In the data center, new stuff comes in the form of hardware and/or software, which lately have formed the underpinnings of entirely new data architectures. But while capital spending decisions are almost always focused on improving performance, reducing costs or both, how successful has the IT industry been in achieving these goals over the years?
Is bare metal the solution to poor data center performance?
According to infrastructure consulting firm Bigstep, the answer is not very. The group recently released an admittedly controversial study that claims most organizations would see a 60 percent performance boost by running their data centers on bare metal infrastructure. Using common benchmarks like Linpack, SysBench and TPC-DC, the group contends that multiple layers of hardware and software actually hamper system performance and diminish the investment that enterprises make in raw server, storage and network resources. Even such basic choices as the operating system and dual-core vs. single-core processing can affect performance by as much as 20 percent. The problem is compounded by advanced techniques like hyperthreading and shared memory access.

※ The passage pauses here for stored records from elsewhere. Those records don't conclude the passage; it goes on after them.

//! Chunk wire format (spec.md §6): the byte layout used by bulk save and
//! the optional multiplayer area-diff synchronizer.
//!
//! Compression follows the teacher's `persistence::compression::Compressor`
//! shape (`CompressionType`, `compress`/`decompress` per algorithm) but
//! only keeps the two algorithms the crate's dependency stack still
//! carries (`zstd`, `lz4_flex`); `Compressor::None`/`Gzip`/`Zlib` from the
//! teacher have no matching dependency here and are dropped.

use std::io::Read;

use glam::UVec3;

use crate::voxel::buffer::{BufferError, VoxelBuffer, MAX_CHANNELS};
use crate::voxel::channel::{ChannelDepth, ChannelKind};

#[derive(Debug, thiserror::Error)]
pub enum WireError {
    #[error("buffer too short: need {need} bytes, have {have}")]
    Truncated { need: usize, have: usize },
    #[error("unknown compression kind byte {0}")]
    UnknownCompressionKind(u8),
    #[error("unknown channel depth byte {0}")]
    UnknownChannelDepth(u8),
    #[error("unknown channel kind byte {0}")]
    UnknownChannelKind(u8),
    #[error("compression codec error: {0}")]
    Codec(String),
    #[error(transparent)]
    Buffer(#[from] BufferError),
}

#[derive(Debug, Clone, Copy, PartialEq, Eq)]
#[repr(u8)]
pub enum CompressionKind {
    None = 0,
    Zstd = 1,
    Lz4 = 2,
}

impl CompressionKind {
    fn from_byte(b: u8) -> Result<Self, WireError> {
        match b {
            0 => Ok(CompressionKind::None),
            1 => Ok(CompressionKind::Zstd),
            2 => Ok(CompressionKind::Lz4),
            other => Err(WireError::UnknownCompressionKind(other)),
        }
    }

    fn compress(self, data: &[u8]) -> Result<Vec<u8>, WireError> {
        match self {
            CompressionKind::None => Ok(data.to_vec()),
            CompressionKind::Zstd => {
                zstd::stream::encode_all(data, 0).map_err(|e| WireError::Codec(e.to_string()))
            }
            CompressionKind::Lz4 => Ok(lz4_flex::compress_prepend_size(data)),
        }
    }

    fn decompress(self, data: &[u8]) -> Result<Vec<u8>, WireError> {
        match self {
            CompressionKind::None => Ok(data.to_vec()),
            CompressionKind::Zstd => {
                let mut out = Vec::new();
                zstd::stream::read::Decoder::new(data)
                    .and_then(|mut d| d.read_to_end(&mut out).map(|_| ()))
                    .map_err(|e| WireError::Codec(e.to_string()))?;
                Ok(out)
            }
            CompressionKind::Lz4 => {
                lz4_flex::decompress_size_prepended(data).map_err(|e| WireError::Codec(e.to_string()))
            }
        }
    }
}

fn depth_byte(d: ChannelDepth) -> u8 {
    match d {
        ChannelDepth::Bits8 => 0,
        ChannelDepth::Bits16 => 1,
        ChannelDepth::Bits32 => 2,
        ChannelDepth::Bits64 => 3,
    }
}

fn depth_from_byte(b: u8) -> Result<ChannelDepth, WireError> {
    match b {
        0 => Ok(ChannelDepth::Bits8),
        1 => Ok(ChannelDepth::Bits16),
        2 => Ok(ChannelDepth::Bits32),
        3 => Ok(ChannelDepth::Bits64),
        other => Err(WireError::UnknownChannelDepth(other)),
    }
}

fn kind_byte(k: ChannelKind) -> u8 {
    match k {
        ChannelKind::Generic => 0,
        ChannelKind::Sdf => 1,
        ChannelKind::IndicesWeights => 2,
    }
}

fn kind_from_byte(b: u8) -> Result<ChannelKind, WireError> {
    match b {
        0 => Ok(ChannelKind::Generic),
        1 => Ok(ChannelKind::Sdf),
        2 => Ok(ChannelKind::IndicesWeights),
        other => Err(WireError::UnknownChannelKind(other)),
    }
}

/// Uncompressed header + channel dump: dimensions, then per declared
/// channel `{present, depth, kind, uniform-or-bytes}`.
fn serialize_uncompressed(buf: &VoxelBuffer) -> Vec<u8> {
    let size = buf.size();
    let mut out = Vec::new();
    out.extend_from_slice(&(size.x as u16).to_le_bytes());
    out.extend_from_slice(&(size.y as u16).to_le_bytes());
    out.extend_from_slice(&(size.z as u16).to_le_bytes());
    for channel in 0..MAX_CHANNELS {
        match buf.channel(channel) {
            Err(_) => out.push(0), // not present
            Ok(ch) => {
                out.push(1);
                out.push(depth_byte(ch.depth()));
                out.push(kind_byte(ch.kind()));
                match ch.uniform_value() {
                    Some(v) => {
                        out.push(0);
                        out.extend_from_slice(&v.to_le_bytes());
                    }
                    None => {
                        out.push(1);
                        let bytes = ch.raw_bytes().expect("expanded channel has raw bytes");
                        out.extend_from_slice(&(bytes.len() as u32).to_le_bytes());
                        out.extend_from_slice(bytes);
                    }
                }
            }
        }
    }
    out
}

fn deserialize_uncompressed(bytes: &[u8]) -> Result<VoxelBuffer, WireError> {
    let need = 6;
    if bytes.len() < need {
        return Err(WireError::Truncated { need, have: bytes.len() });
    }
    let sx = u16::from_le_bytes([bytes[0], bytes[1]]) as u32;
    let sy = u16::from_le_bytes([bytes[2], bytes[3]]) as u32;
    let sz = u16::from_le_bytes([bytes[4], bytes[5]]) as u32;
    let mut buf = VoxelBuffer::create(UVec3::new(sx, sy, sz))?;
    let mut cursor = 6usize;
    for channel in 0..MAX_CHANNELS {
        if cursor >= bytes.len() {
            return Err(WireError::Truncated { need: cursor + 1, have: bytes.len() });
        }
        let present = bytes[cursor];
        cursor += 1;
        if present == 0 {
            continue;
        }
        if cursor + 3 > bytes.len() {
            return Err(WireError::Truncated { need: cursor + 3, have: bytes.len() });
        }
        let depth = depth_from_byte(bytes[cursor])?;
        let kind = kind_from_byte(bytes[cursor + 1])?;
        let is_expanded = bytes[cursor + 2];
        cursor += 3;
        if is_expanded == 0 {
            if cursor + 8 > bytes.len() {
                return Err(WireError::Truncated { need: cursor + 8, have: bytes.len() });
            }
            let value = u64::from_le_bytes(bytes[cursor..cursor + 8].try_into().unwrap());
            cursor += 8;
            buf.set_channel_depth(channel, depth, kind, value)?;
        } else {
            if cursor + 4 > bytes.len() {
                return Err(WireError::Truncated { need: cursor + 4, have: bytes.len() });
            }
            let len = u32::from_le_bytes(bytes[cursor..cursor + 4].try_into().unwrap()) as usize;
            cursor += 4;
            if cursor + len > bytes.len() {
                return Err(WireError::Truncated { need: cursor + len, have: bytes.len() });
            }
            buf.set_channel_depth(channel, depth, kind, 0)?;
            buf.decompress_channel(channel)?;
            for (i, chunk) in bytes[cursor..cursor + len].chunks_exact(depth.byte_size()).enumerate() {
                let raw = match chunk.len() {
                    1 => chunk[0] as u64,
                    2 => u16::from_le_bytes([chunk[0], chunk[1]]) as u64,
                    4 => u32::from_le_bytes(chunk.try_into().unwrap()) as u64,
                    8 => u64::from_le_bytes(chunk.try_into().unwrap()),
                    _ => unreachable!(),
                };
                let z = i as u32 / (sx * sy);
                let rem = i as u32 % (sx * sy);
                let x = rem / sy;
                let y = rem % sy;
                buf.set_voxel(UVec3::new(x, y, z), raw, channel)?;
            }
            cursor += len;
        }
    }
    Ok(buf)
}

pub fn compress_and_serialize(buf: &VoxelBuffer, kind: CompressionKind) -> Result<Vec<u8>, WireError> {
    let raw = serialize_uncompressed(buf);
    let mut out = vec![kind as u8];
    out.extend(kind.compress(&raw)?);
    Ok(out)
}

pub fn decompress_and_deserialize(bytes: &[u8]) -> Result<VoxelBuffer, WireError> {
    if bytes.is_empty() {
        return Err(WireError::Truncated { need: 1, have: 0 });
    }
    let kind = CompressionKind::from_byte(bytes[0])?;
    let raw = kind.decompress(&bytes[1..])?;
    deserialize_uncompressed(&raw)
}

/// One entry of a block-batch wire message: `i16 x,y,z`, `u16 size`, then
/// `size` bytes of `voxels_compressed`.
pub struct BlockRecord {
    pub position: glam::IVec3,
    pub voxels_compressed: Vec<u8>,
}

pub fn encode_block_batch(records: &[BlockRecord]) -> Vec<u8> {
    let mut out = Vec::new();
    out.extend_from_slice(&(records.len() as u32).to_le_bytes());
    for record in records {
        out.extend_from_slice(&(record.position.x as i16).to_le_bytes());
        out.extend_from_slice(&(record.position.y as i16).to_le_bytes());
        out.extend_from_slice(&(record.position.z as i16).to_le_bytes());
        out.extend_from_slice(&(record.voxels_compressed.len() as u16).to_le_bytes());
        out.extend_from_slice(&record.voxels_compressed);
    }
    out
}

pub fn decode_block_batch(bytes: &[u8]) -> Result<Vec<BlockRecord>, WireError> {
    if bytes.len() < 4 {
        return Err(WireError::Truncated { need: 4, have: bytes.len() });
    }
    let count = u32::from_le_bytes(bytes[0..4].try_into().unwrap()) as usize;
    let mut cursor = 4usize;
    let mut out = Vec::with_capacity(count);
    for _ in 0..count {
        if cursor + 8 > bytes.len() {
            return Err(WireError::Truncated { need: cursor + 8, have: bytes.len() });
        }
        let x = i16::from_le_bytes([bytes[cursor], bytes[cursor + 1]]) as i32;
        let y = i16::from_le_bytes([bytes[cursor + 2], bytes[cursor + 3]]) as i32;
        let z = i16::from_le_bytes([bytes[cursor + 4], bytes[cursor + 5]]) as i32;
        let size = u16::from_le_bytes([bytes[cursor + 6], bytes[cursor + 7]]) as usize;
        cursor += 8;
        if cursor + size > bytes.len() {
            return Err(WireError::Truncated { need: cursor + size, have: bytes.len() });
        }
        out.push(BlockRecord {
            position: glam::IVec3::new(x, y, z),
            voxels_compressed: bytes[cursor..cursor + size].to_vec(),
        });
        cursor += size;
    }
    Ok(out)
}

/// Area wire message: `i32 x,y,z`, `u32 size`, then `size` bytes. Used by
/// the multiplayer area-diff pair `notify_area_edited`/`receive_area`.
pub struct AreaRecord {
    pub position: glam::IVec3,
    pub voxels_compressed: Vec<u8>,
}

pub fn encode_area(record: &AreaRecord) -> Vec<u8> {
    let mut out = Vec::new();
    out.extend_from_slice(&record.position.x.to_le_bytes());
    out.extend_from_slice(&record.position.y.to_le_bytes());
    out.extend_from_slice(&record.position.z.to_le_bytes());
    out.extend_from_slice(&(record.voxels_compressed.len() as u32).to_le_bytes());
    out.extend_from_slice(&record.voxels_compressed);
    out
}

pub fn decode_area(bytes: &[u8]) -> Result<AreaRecord, WireError> {
    if bytes.len() < 16 {
        return Err(WireError::Truncated { need: 16, have: bytes.len() });
    }
    let x = i32::from_le_bytes(bytes[0..4].try_into().unwrap());
    let y = i32::from_le_bytes(bytes[4..8].try_into().unwrap());
    let z = i32::from_le_bytes(bytes[8..12].try_into().unwrap());
    let size = u32::from_le_bytes(bytes[12..16].try_into().unwrap()) as usize;
    if bytes.len() < 16 + size {
        return Err(WireError::Truncated { need: 16 + size, have: bytes.len() });
    }
    Ok(AreaRecord {
        position: glam::IVec3::new(x, y, z),
        voxels_compressed: bytes[16..16 + size].to_vec(),
    })
}

#[cfg(test)]
mod tests {
    use super::*;
    use crate::voxel::buffer::CHANNEL_SDF;

    fn sample_buffer() -> VoxelBuffer {
        let mut buf = VoxelBuffer::create(UVec3::splat(4)).unwrap();
        buf.set_channel_depth(CHANNEL_SDF, ChannelDepth::Bits16, ChannelKind::Sdf, 0)
            .unwrap();
        buf.set_voxel(UVec3::new(1, 2, 3), 123, CHANNEL_SDF).unwrap();
        buf
    }

    #[test]
    fn serialize_and_compress_then_decompress_round_trips_zstd() {
        let buf = sample_buffer();
        let wire = compress_and_serialize(&buf, CompressionKind::Zstd).unwrap();
        let back = decompress_and_deserialize(&wire).unwrap();
        assert_eq!(back.size(), buf.size());
        assert_eq!(
            back.get_voxel(UVec3::new(1, 2, 3), CHANNEL_SDF).unwrap(),
            buf.get_voxel(UVec3::new(1, 2, 3), CHANNEL_SDF).unwrap()
        );
    }

    #[test]
    fn serialize_and_compress_then_decompress_round_trips_lz4() {
        let buf = sample_buffer();
        let wire = compress_and_serialize(&buf, CompressionKind::Lz4).unwrap();
        let back = decompress_and_deserialize(&wire).unwrap();
        assert_eq!(
            back.get_voxel(UVec3::new(1, 2, 3), CHANNEL_SDF).unwrap(),
            buf.get_voxel(UVec3::new(1, 2, 3), CHANNEL_SDF).unwrap()
        );
    }

    #[test]
    fn block_batch_round_trips() {
        let records = vec![
            BlockRecord {
                position: glam::IVec3::new(1, -2, 3),
                voxels_compressed: vec![1, 2, 3, 4],
            },
            BlockRecord {
                position: glam::IVec3::new(0, 0, 0),
                voxels_compressed: vec![],
            },
        ];
        let bytes = encode_block_batch(&records);
        let decoded = decode_block_batch(&bytes).unwrap();
        assert_eq!(decoded.len(), 2);
        assert_eq!(decoded[0].position, glam::IVec3::new(1, -2, 3));
        assert_eq!(decoded[0].voxels_compressed, vec![1, 2, 3, 4]);
    }

    #[test]
    fn truncated_area_message_is_an_error() {
        assert!(decode_area(&[0u8; 4]).is_err());
    }
}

Even supposedly high-performance solutions like Flash memory can have a dark side when surrounding infrastructure is over-engineered. At the recent Flash Memory Summit, Wu Peng, Alibaba’s chief technologist, said that performance degradation is a significant problem but highly complex architectures make it difficult for applications to assess the health of underlying hardware. The company is currently trying to streamline its hardware and software builds, concentrating first on error correction on the RAID level and looking at new programming models in the long term. Alibaba, by the way, is committed to an all-Flash architecture and is responsible for about 1 percent of worldwide Flash consumption.

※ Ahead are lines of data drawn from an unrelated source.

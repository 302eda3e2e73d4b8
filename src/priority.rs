//! Task priority evaluation (spec.md §4.4), grounded directly on
//! `original_source/util/tasks/task_priority.h` (`TaskPriority`'s 4-band
//! union-as-u32 layout) and
//! `original_source/engine/priority_dependency.h`/`.cpp` (`evaluate`'s
//! exact band formulas and the lock-free viewer snapshot read).

use std::sync::Arc;

use crate::constants::priority::{BAND0_DISTANCE_SHIFT_BASE, BAND3_DEFAULT, BAND_MAX};

/// A 4-band priority key. `band3` is most significant; greater key means
/// higher priority, matching `TaskPriority::operator<` in the original.
#[derive(Debug, Clone, Copy, PartialEq, Eq, PartialOrd, Ord)]
pub struct TaskPriority {
    pub whole: u32,
}

impl TaskPriority {
    pub fn from_bands(band0: u8, band1: u8, band2: u8, band3: u8) -> Self {
        let whole = (band0 as u32) | ((band1 as u32) << 8) | ((band2 as u32) << 16) | ((band3 as u32) << 24);
        Self { whole }
    }

    pub fn bands(self) -> (u8, u8, u8, u8) {
        (
            (self.whole & 0xFF) as u8,
            ((self.whole >> 8) & 0xFF) as u8,
            ((self.whole >> 16) & 0xFF) as u8,
            ((self.whole >> 24) & 0xFF) as u8,
        )
    }

    pub fn min() -> Self {
        Self { whole: 0 }
    }

    pub fn max() -> Self {
        Self { whole: u32::MAX }
    }
}

/// `band2` class constants — caller-supplied, higher preempts lower.
pub mod band2_class {
    pub const SAVE: u8 = 0;
    pub const GENERATE: u8 = 1;
    pub const MESH: u8 = 2;
}

/// Immutable snapshot of viewer positions, read lock-free by evaluators;
/// replacing the viewer set swaps to a new `Arc` rather than mutating
/// this one in place (spec.md §4.4's "resizing the viewer array is
/// handled by swapping to a new immutable snapshot").
pub struct ViewersSnapshot {
    pub viewers: Vec<glam::Vec3>,
    pub highest_view_distance: f32,
}

impl ViewersSnapshot {
    pub fn empty() -> Arc<Self> {
        Arc::new(Self {
            viewers: Vec::new(),
            highest_view_distance: 0.0,
        })
    }
}

/// Evaluates a chunk's priority given the current viewer snapshot.
///
/// Returns the priority plus the squared distance to the closest viewer,
/// which tasks compare against `drop_distance_squared` to self-cancel.
pub fn evaluate(
    viewers: &ViewersSnapshot,
    world_position: glam::Vec3,
    lod_index: u8,
    band2_priority: u8,
    max_lod: u8,
) -> (TaskPriority, f32) {
    let mut closest_distance_sq = f32::MAX;
    for viewer in &viewers.viewers {
        let d = (world_position - *viewer).length_squared();
        if d < closest_distance_sq {
            closest_distance_sq = d;
        }
    }
    if viewers.viewers.is_empty() {
        closest_distance_sq = 0.0;
    }

    let distance = closest_distance_sq.sqrt() as i32;
    let shift = BAND0_DISTANCE_SHIFT_BASE + lod_index as u32;
    let shifted = arithmetic_rshift(distance, shift);
    let band0 = (BAND_MAX as i32 - shifted).clamp(0, BAND_MAX as i32) as u8;
    let band1 = max_lod.saturating_sub(lod_index);
    let priority = TaskPriority::from_bands(band0, band1, band2_priority, BAND3_DEFAULT);
    (priority, closest_distance_sq)
}

fn arithmetic_rshift(value: i32, shift: u32) -> i32 {
    value >> shift.min(31)
}

/// Caches the squared distance from the last `evaluate` call so
/// `Task::is_cancelled` can check "too far" without re-walking the
/// viewer snapshot on every poll (spec.md §4.4/§4.5: priority is
/// recomputed periodically by the pool, not on every cancellation check).
pub struct PriorityCell {
    pub world_position: glam::Vec3,
    pub lod: u8,
    pub band2: u8,
    last_distance_sq: std::sync::atomic::AtomicU32,
}

impl PriorityCell {
    pub fn new(world_position: glam::Vec3, lod: u8, band2: u8) -> Self {
        Self {
            world_position,
            lod,
            band2,
            last_distance_sq: std::sync::atomic::AtomicU32::new(f32::MAX.to_bits()),
        }
    }

    pub fn evaluate(&self, viewers: &ViewersSnapshot, max_lod: u8) -> TaskPriority {
        let (priority, distance_sq) = evaluate(viewers, self.world_position, self.lod, self.band2, max_lod);
        self.last_distance_sq
            .store(distance_sq.to_bits(), std::sync::atomic::Ordering::Relaxed);
        priority
    }

    pub fn last_distance_sq(&self) -> f32 {
        f32::from_bits(self.last_distance_sq.load(std::sync::atomic::Ordering::Relaxed))
    }

    pub fn is_too_far(&self, drop_distance_squared: f32) -> bool {
        self.last_distance_sq() > drop_distance_squared
    }
}

#[cfg(test)]
mod tests {
    use super::*;

    #[test]
    fn higher_key_sorts_greater() {
        let low = TaskPriority::from_bands(0, 0, 0, 0);
        let high = TaskPriority::from_bands(255, 0, 0, 0);
        assert!(high > low);
        let band3_high = TaskPriority::from_bands(0, 0, 0, 1);
        assert!(band3_high > high);
    }

    #[test]
    fn closer_chunk_gets_higher_band0() {
        let viewers = ViewersSnapshot {
            viewers: vec![glam::Vec3::ZERO],
            highest_view_distance: 256.0,
        };
        let (near, _) = evaluate(&viewers, glam::Vec3::new(1.0, 0.0, 0.0), 0, 0, 4);
        let (far, _) = evaluate(&viewers, glam::Vec3::new(1000.0, 0.0, 0.0), 0, 0, 4);
        assert!(near > far);
    }

    #[test]
    fn coarser_lod_gets_higher_band1() {
        let viewers = ViewersSnapshot {
            viewers: vec![glam::Vec3::ZERO],
            highest_view_distance: 256.0,
        };
        let (fine, _) = evaluate(&viewers, glam::Vec3::ZERO, 3, 0, 4);
        let (coarse, _) = evaluate(&viewers, glam::Vec3::ZERO, 0, 0, 4);
        let (_, _, _, fine_b3) = fine.bands();
        let (_, _, _, coarse_b3) = coarse.bands();
        assert_eq!(fine_b3, coarse_b3);
        assert!(coarse.bands().1 > fine.bands().1);
    }

    #[test]
    fn empty_viewers_reports_zero_distance() {
        let viewers = ViewersSnapshot::empty();
        let (_, dist_sq) = evaluate(&viewers, glam::Vec3::new(100.0, 0.0, 0.0), 0, 0, 4);
        assert_eq!(dist_sq, 0.0);
    }
}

How poor management affects data center performance
The real cause of over-architected data environments isn’t the technology, however. It’s the people in charge, says tech consultant and Enterprise Networking Planet contributor Joe Stanganelli. Performance shortfalls are usually the product of poor management, rather than a lack of resources. New administrators often inherit the mess left by old administrators and often resort to patchwork problem-solving rather than a reordering of underlying infrastructure. C-level executives should keep in mind that the answer to poor resource management isn’t always new resources, but new management.
To hear some tell it, though, humans won’t be of much use anyway once data center automation really kicks in. Former Sun Microsystems CEO Vinod Khosla told the recent Gigaom Structure conference in San Francisco that with data architectures on the verge of truly dynamic, software-driven configuration, human operators will be more of a hindrance than a help. Automated processes are certainly not foolproof, but the history of IT is rife with tales of major system failures and data losses due to human error.
Automation is not without fault either, of course. And without a human operator to keep an eye on things, automated failure could potentially be even more devastating.
But clearly, the enterprise industry sees value beyond mere performance when it comes to virtual and cloud-based architectures, as well as Flash, multicore, SDN and all the other developments that have come along.
Resource flexibility, application- and user-centric functionality and distributed data operations all help to drive business models into the 21st Century – even if they don’t eke every last byte per second out of available silicon.